Hay algo en la mirada de Shima Iwashita que hipnotiza en lo cotidiano. Cuando las cámaras de Harakiri se cuelan en el hogar que brevemente formó Chijiiwa, nos sentimos como intrusos, voyeurs de escenas familiares. El guión de Hashimoto es la adaptación humanista de una novela con aroma de época, un canto al ser humano y recelo ante los hipócritas códigos que se le imponen.

Shima Iwashita en Harakiri.
Shima Iwashita en Harakiri.

La reconstrucción del drama de los dos hombres que llegaron al castillo supone vidas paralelas al estilo Plutarco. En El hombre que mató Liberty Valance, John Ford, por más que venere aquello que significaba la figura de John Wayne como heroico pistolero, quiere que la sociedad se guíe por las enseñanzas en el aula de Ramsom Stoddard (James Stewart).

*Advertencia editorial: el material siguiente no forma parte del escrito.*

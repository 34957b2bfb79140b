//! Device identity, configuration, and status types.

use std::fmt;
use std::str::FromStr;

use serde::{Deserialize, Serialize};

use crate::error::{EngineError, Result};

/// Hardware category of a simulated device.
#[derive(Debug, Clone, Copy, PartialEq, Eq, Serialize, Deserialize)]
#[serde(rename_all = "kebab-case")]
pub enum DeviceKind {
    /// Stationary home battery.
    BatteryStorage,
    /// Grid-tied solar inverter without storage.
    SolarInverter,
    /// EV wall connector.
    EvConnector,
}

/// Battery dispatch strategy selected by the homeowner.
#[derive(Debug, Clone, Copy, PartialEq, Eq, Serialize, Deserialize)]
#[serde(rename_all = "kebab-case")]
pub enum OperationMode {
    /// Preserve charge for outages; never discharge while on grid.
    Backup,
    /// Maximise self-consumption of solar.
    SelfPowered,
    /// Shift energy from off-peak to the evening peak.
    TimeBased,
    /// Self-powered with off-peak grid top-up.
    Advanced,
}

impl OperationMode {
    /// All recognised modes.
    pub const ALL: [OperationMode; 4] = [
        OperationMode::Backup,
        OperationMode::SelfPowered,
        OperationMode::TimeBased,
        OperationMode::Advanced,
    ];

    /// Stable tag, as carried on telemetry snapshots.
    pub fn as_str(self) -> &'static str {
        match self {
            OperationMode::Backup => "backup",
            OperationMode::SelfPowered => "self-powered",
            OperationMode::TimeBased => "time-based",
            OperationMode::Advanced => "advanced",
        }
    }
}

impl fmt::Display for OperationMode {
    fn fmt(&self, f: &mut fmt::Formatter<'_>) -> fmt::Result {
        f.write_str(self.as_str())
    }
}

impl FromStr for OperationMode {
    type Err = EngineError;

    /// Accepts both kebab-case and snake_case spellings.
    fn from_str(s: &str) -> Result<Self> {
        let normalized = s.trim().to_ascii_lowercase().replace('_', "-");
        match normalized.as_str() {
            "backup" => Ok(OperationMode::Backup),
            "self-powered" => Ok(OperationMode::SelfPowered),
            "time-based" | "time-based-control" => Ok(OperationMode::TimeBased),
            "advanced" => Ok(OperationMode::Advanced),
            _ => Err(EngineError::InvalidCommand(format!(
                "unknown operation mode \"{s}\", expected one of: {}",
                OperationMode::ALL
                    .iter()
                    .map(|m| m.as_str())
                    .collect::<Vec<_>>()
                    .join(", ")
            ))),
        }
    }
}

/// Lifecycle status of a device.
#[derive(Debug, Clone, Copy, PartialEq, Eq, Serialize, Deserialize)]
#[serde(rename_all = "kebab-case")]
pub enum DeviceStatus {
    Online,
    Offline,
    Standby,
    Charging,
    Discharging,
    Fault,
    Updating,
}

impl DeviceStatus {
    /// Whether the device is reachable and reporting telemetry.
    pub fn is_online(self) -> bool {
        matches!(
            self,
            DeviceStatus::Online | DeviceStatus::Charging | DeviceStatus::Discharging
        )
    }
}

impl fmt::Display for DeviceStatus {
    fn fmt(&self, f: &mut fmt::Formatter<'_>) -> fmt::Result {
        let s = match self {
            DeviceStatus::Online => "online",
            DeviceStatus::Offline => "offline",
            DeviceStatus::Standby => "standby",
            DeviceStatus::Charging => "charging",
            DeviceStatus::Discharging => "discharging",
            DeviceStatus::Fault => "fault",
            DeviceStatus::Updating => "updating",
        };
        f.write_str(s)
    }
}

/// User-adjustable settings of a device.
#[derive(Debug, Clone, PartialEq, Serialize, Deserialize)]
#[serde(default, deny_unknown_fields)]
pub struct Configuration {
    /// Minimum charge percent that normal dispatch will not go below.
    pub backup_reserve_percent: f32,
    /// Active dispatch strategy.
    pub operation_mode: OperationMode,
    /// Whether the battery may charge from the grid outside forced charging.
    pub grid_charging_enabled: bool,
    /// Installed firmware version.
    pub firmware_version: String,
}

impl Default for Configuration {
    fn default() -> Self {
        Self {
            backup_reserve_percent: 20.0,
            operation_mode: OperationMode::SelfPowered,
            grid_charging_enabled: false,
            firmware_version: "23.44.1".to_string(),
        }
    }
}

impl Configuration {
    /// Checks that every field is within its permitted range.
    ///
    /// # Errors
    ///
    /// Returns [`EngineError::Validation`] naming the first offending field.
    pub fn validate(&self) -> Result<()> {
        validate_reserve(self.backup_reserve_percent)?;
        if self.firmware_version.trim().is_empty() {
            return Err(EngineError::validation(
                "firmware_version",
                "must not be empty",
            ));
        }
        Ok(())
    }
}

/// Checks a backup reserve percentage lies in `[0, 100]`.
pub fn validate_reserve(percent: f32) -> Result<()> {
    if !percent.is_finite() || !(0.0..=100.0).contains(&percent) {
        return Err(EngineError::validation(
            "backup_reserve_percent",
            format!("must be in [0, 100], got {percent}"),
        ));
    }
    Ok(())
}

/// A simulated device: static identity and ratings plus mutable
/// configuration and status.
#[derive(Debug, Clone, PartialEq, Serialize)]
pub struct Device {
    /// Unique device id.
    pub id: String,
    /// Manufacturer serial number.
    pub serial: String,
    /// Hardware category.
    pub kind: DeviceKind,
    /// Marketing model name.
    pub model: String,
    /// Free-form installation location.
    pub location: Option<String>,
    /// Usable battery capacity (kWh); zero when the device has no battery.
    pub battery_capacity_kwh: f32,
    /// Nameplate solar array capacity (kW); zero when none is attached.
    pub solar_capacity_kw: f32,
    /// Rated battery charging power (kW).
    pub max_charge_kw: f32,
    /// Rated battery discharging power (kW).
    pub max_discharge_kw: f32,
    /// Rated EV charging power (kW); zero unless the device is a connector.
    pub ev_max_charge_kw: f32,
    /// Average household consumption (kW) around which the load profile moves.
    pub base_load_kw: f32,
    /// Battery charge percent at registration.
    pub initial_charge_percent: f32,
    /// Charge cycles already accumulated when the device was registered.
    pub initial_cycles: u32,
    /// User-adjustable settings.
    pub configuration: Configuration,
    /// Current lifecycle status.
    pub status: DeviceStatus,
}

impl Device {
    /// Creates a device of `kind` with the typical ratings of that hardware.
    pub fn new(id: impl Into<String>, kind: DeviceKind) -> Self {
        let id = id.into();
        let (model, battery_capacity_kwh, solar_capacity_kw, ev_max_charge_kw, base_load_kw) =
            match kind {
                DeviceKind::BatteryStorage => ("Powerwall 2", 13.5, 0.0, 0.0, 1.2),
                DeviceKind::SolarInverter => ("Solar Inverter 7.6kW", 0.0, 7.6, 0.0, 1.0),
                DeviceKind::EvConnector => ("Wall Connector", 0.0, 0.0, 7.2, 0.8),
            };
        let rated_kw = if battery_capacity_kwh > 0.0 { 5.0 } else { 0.0 };
        Self {
            serial: format!("SN-{id}"),
            id,
            kind,
            model: model.to_string(),
            location: None,
            battery_capacity_kwh,
            solar_capacity_kw,
            max_charge_kw: rated_kw,
            max_discharge_kw: rated_kw,
            ev_max_charge_kw,
            base_load_kw,
            initial_charge_percent: 50.0,
            initial_cycles: 0,
            configuration: Configuration::default(),
            status: DeviceStatus::Online,
        }
    }

    /// Whether the device has usable battery storage.
    pub fn has_battery(&self) -> bool {
        self.battery_capacity_kwh > 0.0
    }

    /// Checks static ratings and configuration.
    ///
    /// # Errors
    ///
    /// Returns [`EngineError::Validation`] for empty ids or negative ratings.
    pub fn validate(&self) -> Result<()> {
        if self.id.trim().is_empty() {
            return Err(EngineError::validation("id", "must not be empty"));
        }
        let ratings = [
            ("battery_capacity_kwh", self.battery_capacity_kwh),
            ("solar_capacity_kw", self.solar_capacity_kw),
            ("max_charge_kw", self.max_charge_kw),
            ("max_discharge_kw", self.max_discharge_kw),
            ("ev_max_charge_kw", self.ev_max_charge_kw),
            ("base_load_kw", self.base_load_kw),
        ];
        for (field, value) in ratings {
            if !value.is_finite() || value < 0.0 {
                return Err(EngineError::validation(
                    field,
                    format!("must be a non-negative number, got {value}"),
                ));
            }
        }
        if !(0.0..=100.0).contains(&self.initial_charge_percent) {
            return Err(EngineError::validation(
                "initial_charge_percent",
                format!("must be in [0, 100], got {}", self.initial_charge_percent),
            ));
        }
        self.configuration.validate()
    }
}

De idéntica forma, Kobayashi inclina armas a través de su guerrero perfecto ante alguien al que ve incluso como un ideal más noble, un padre de familia que buscaría cualquier cosa por alimentar a los suyos. El recuerdo de bambú ensangrentado es la pista que lleva al hiperbólico tercer acto, una de las imposiciones del género, emocionante, aunque el mensaje ya ha quedado claro en más de horas de enseñanzas Zen.

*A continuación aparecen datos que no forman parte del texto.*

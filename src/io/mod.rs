//! File output for telemetry history.

pub mod export;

El emperador iba desnudo al final del cuento. La armadura del pasado es un frío trozo, una deidad que no merece sacrificios humanos en sus altares. La mística de esa joya llevó a un remake más que digno en 2011, donde Takashi Miike puede disfrutar de mejoras tecnológicas para roda en 3D la violencia de los combates, pero nunca olvida el trasfondo humanista de este gran relato.

Hanshiro afirmó ante los perplejos samuráis que el honor era una mera fachada. Y, al conjurar sus propios demonios, fue capaz de reencontrar su alma en el camino de Chijiiwa, su esposa y el fruto de su amor.